◆ YOUR TASK
Copy out each line of the material in which the word "lock" can be found.

◆ EXTRACTED MATERIAL
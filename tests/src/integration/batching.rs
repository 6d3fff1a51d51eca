//! # Batch Delivery
//!
//! A batched subscription hands its handler up to `batch_size` records in
//! partition order, flushing early once `batch_interval` has passed since
//! the first buffered record.

#[cfg(test)]
mod tests {
    use std::sync::Arc;
    use std::time::Duration;

    use async_trait::async_trait;
    use parking_lot::Mutex;
    use tokio::sync::mpsc;
    use unibus::backends::MemoryLogCluster;
    use unibus::{
        new_broker, Backend, Broker, BrokerError, BrokerOptions, Handler, Payload, Publication,
        PublishOptions, SubscribeOptions,
    };

    use crate::integration::fixtures::{assert_quiet, recv};

    /// Records each batch as the list of its payloads.
    struct BatchRecorder {
        batches: mpsc::UnboundedSender<Vec<String>>,
        calls: Mutex<usize>,
    }

    #[async_trait]
    impl Handler for BatchRecorder {
        async fn handle(&self, publication: &Publication) -> Result<(), BrokerError> {
            self.handle_batch(std::slice::from_ref(publication)).await
        }

        async fn handle_batch(&self, batch: &[Publication]) -> Result<(), BrokerError> {
            *self.calls.lock() += 1;
            let payloads = batch
                .iter()
                .filter_map(|p| p.body().as_raw())
                .map(|b| String::from_utf8_lossy(b).into_owned())
                .collect();
            let _ = self.batches.send(payloads);
            Ok(())
        }
    }

    fn batched(size: usize, interval: Duration) -> SubscribeOptions {
        SubscribeOptions::builder()
            .queue_name("aggregators")
            .batch_size(size)
            .batch_interval(interval)
            .max_wait(Duration::from_millis(20))
            .build()
            .expect("valid batch options")
    }

    async fn publish_all(broker: &Arc<dyn Broker>, payloads: &[&'static str]) -> anyhow::Result<()> {
        for payload in payloads {
            broker
                .publish("metrics", Payload::from(*payload), PublishOptions::default())
                .await?;
        }
        Ok(())
    }

    #[tokio::test]
    async fn test_full_batch_flushes_before_interval() -> anyhow::Result<()> {
        let cluster = MemoryLogCluster::new();
        let broker = new_broker(Backend::Log(Arc::new(cluster.clone())), BrokerOptions::default())?;
        broker.connect().await?;

        let (tx, mut rx) = mpsc::unbounded_channel();
        let _sub = broker
            .subscribe(
                "metrics",
                Arc::new(BatchRecorder {
                    batches: tx,
                    calls: Mutex::new(0),
                }),
                None,
                batched(3, Duration::from_secs(30)),
            )
            .await?;

        publish_all(&broker, &["m1", "m2", "m3"]).await?;
        assert_eq!(recv(&mut rx).await, vec!["m1", "m2", "m3"]);
        Ok(())
    }

    #[tokio::test]
    async fn test_partial_batch_flushes_on_interval() -> anyhow::Result<()> {
        let cluster = MemoryLogCluster::new();
        let broker = new_broker(Backend::Log(Arc::new(cluster.clone())), BrokerOptions::default())?;
        broker.connect().await?;

        let (tx, mut rx) = mpsc::unbounded_channel();
        let _sub = broker
            .subscribe(
                "metrics",
                Arc::new(BatchRecorder {
                    batches: tx,
                    calls: Mutex::new(0),
                }),
                None,
                batched(10, Duration::from_millis(100)),
            )
            .await?;

        publish_all(&broker, &["m1", "m2"]).await?;
        assert_eq!(recv(&mut rx).await, vec!["m1", "m2"]);
        assert_quiet(&mut rx, Duration::from_millis(250)).await;

        // A full commit after each batch leaves no lag behind.
        assert_eq!(cluster.consumer_lag("aggregators", "metrics"), 0);
        Ok(())
    }

    #[tokio::test]
    async fn test_unsubscribe_flushes_pending_batch() -> anyhow::Result<()> {
        let cluster = MemoryLogCluster::new();
        let broker = new_broker(Backend::Log(Arc::new(cluster.clone())), BrokerOptions::default())?;
        broker.connect().await?;

        let (tx, mut rx) = mpsc::unbounded_channel();
        let recorder = Arc::new(BatchRecorder {
            batches: tx,
            calls: Mutex::new(0),
        });

        let sub = broker
            .subscribe(
                "metrics",
                Arc::clone(&recorder) as Arc<dyn Handler>,
                None,
                batched(10, Duration::from_secs(30)),
            )
            .await?;

        publish_all(&broker, &["m1"]).await?;
        tokio::time::sleep(Duration::from_millis(100)).await;
        sub.unsubscribe(false).await?;

        assert_eq!(recv(&mut rx).await, vec!["m1"]);
        assert_eq!(*recorder.calls.lock(), 1);
        Ok(())
    }
}
//! # Trace Propagation
//!
//! A consumer continues the producer's trace through the `traceparent`
//! header, whichever backend carried the message.

#[cfg(test)]
mod tests {
    use opentelemetry::trace::{
        SpanContext, SpanId, TraceContextExt, TraceFlags, TraceId, TraceState,
    };
    use opentelemetry::Context;
    use tokio::sync::mpsc;
    use unibus::domain::TracerOptions;
    use unibus::{
        handler_fn, new_broker, Backend, BrokerOptions, Payload, PublishOptions, SubscribeOptions,
    };

    use crate::integration::fixtures::{group, recv, ALL_DRIVERS};

    const TRACE_ID: &str = "4bf92f3577b34da6a3ce929d0e0e4736";
    const SPAN_ID: &str = "00f067aa0ba902b7";

    fn upstream() -> Context {
        Context::new().with_remote_span_context(SpanContext::new(
            TraceId::from_hex(TRACE_ID).expect("valid trace id"),
            SpanId::from_hex(SPAN_ID).expect("valid span id"),
            TraceFlags::SAMPLED,
            true,
            TraceState::default(),
        ))
    }

    fn traced() -> BrokerOptions {
        BrokerOptions::builder()
            .tracer(TracerOptions::new("unibus-tests"))
            .mqtt(unibus::domain::MqttOptions {
                reconnect_interval: std::time::Duration::from_millis(10),
                ..Default::default()
            })
            .build()
            .expect("valid options")
    }

    #[derive(Debug)]
    struct Seen {
        traceparent: Option<String>,
        tenant: Option<String>,
        trace_id: TraceId,
    }

    fn observer(tx: mpsc::UnboundedSender<Seen>) -> std::sync::Arc<dyn unibus::Handler> {
        handler_fn(move |p| {
            let _ = tx.send(Seen {
                traceparent: p.headers().get("traceparent").cloned(),
                tenant: p.headers().get("tenant").cloned(),
                trace_id: p.trace_context().span().span_context().trace_id(),
            });
            Ok(())
        })
    }

    #[tokio::test]
    async fn test_consumer_continues_producer_trace() -> anyhow::Result<()> {
        for driver in ALL_DRIVERS {
            let broker = new_broker(Backend::reference(driver), traced())?;
            broker.connect().await?;

            let (tx, mut rx) = mpsc::unbounded_channel();
            let _sub = broker
                .subscribe("orders.created", observer(tx), None, group("fulfilment", true))
                .await?;

            broker
                .publish(
                    "orders.created",
                    Payload::from("o-77"),
                    PublishOptions::new()
                        .header("tenant", "acme")
                        .trace_context(upstream()),
                )
                .await?;

            let seen = recv(&mut rx).await;
            let traceparent = seen.traceparent.expect("traceparent header");
            assert!(traceparent.contains(TRACE_ID), "{driver}: {traceparent}");
            assert_eq!(seen.tenant.as_deref(), Some("acme"), "{driver}");
            assert_eq!(seen.trace_id.to_string(), TRACE_ID, "{driver}");

            broker.disconnect().await?;
        }
        Ok(())
    }

    #[tokio::test]
    async fn test_untraced_broker_adds_no_headers() -> anyhow::Result<()> {
        let broker = new_broker(Backend::Memory, BrokerOptions::default())?;
        broker.connect().await?;

        let (tx, mut rx) = mpsc::unbounded_channel();
        let _sub = broker
            .subscribe("orders.created", observer(tx), None, SubscribeOptions::default())
            .await?;

        broker
            .publish(
                "orders.created",
                Payload::from("o-78"),
                PublishOptions::new().header("tenant", "acme"),
            )
            .await?;

        let seen = recv(&mut rx).await;
        assert_eq!(seen.traceparent, None);
        assert_eq!(seen.tenant.as_deref(), Some("acme"));
        assert_eq!(seen.trace_id, TraceId::INVALID);
        Ok(())
    }
}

◆ SOLUTION TO THIS PROBLEM
            *self.calls.lock() += 1;
        assert_eq!(*recorder.calls.lock(), 1);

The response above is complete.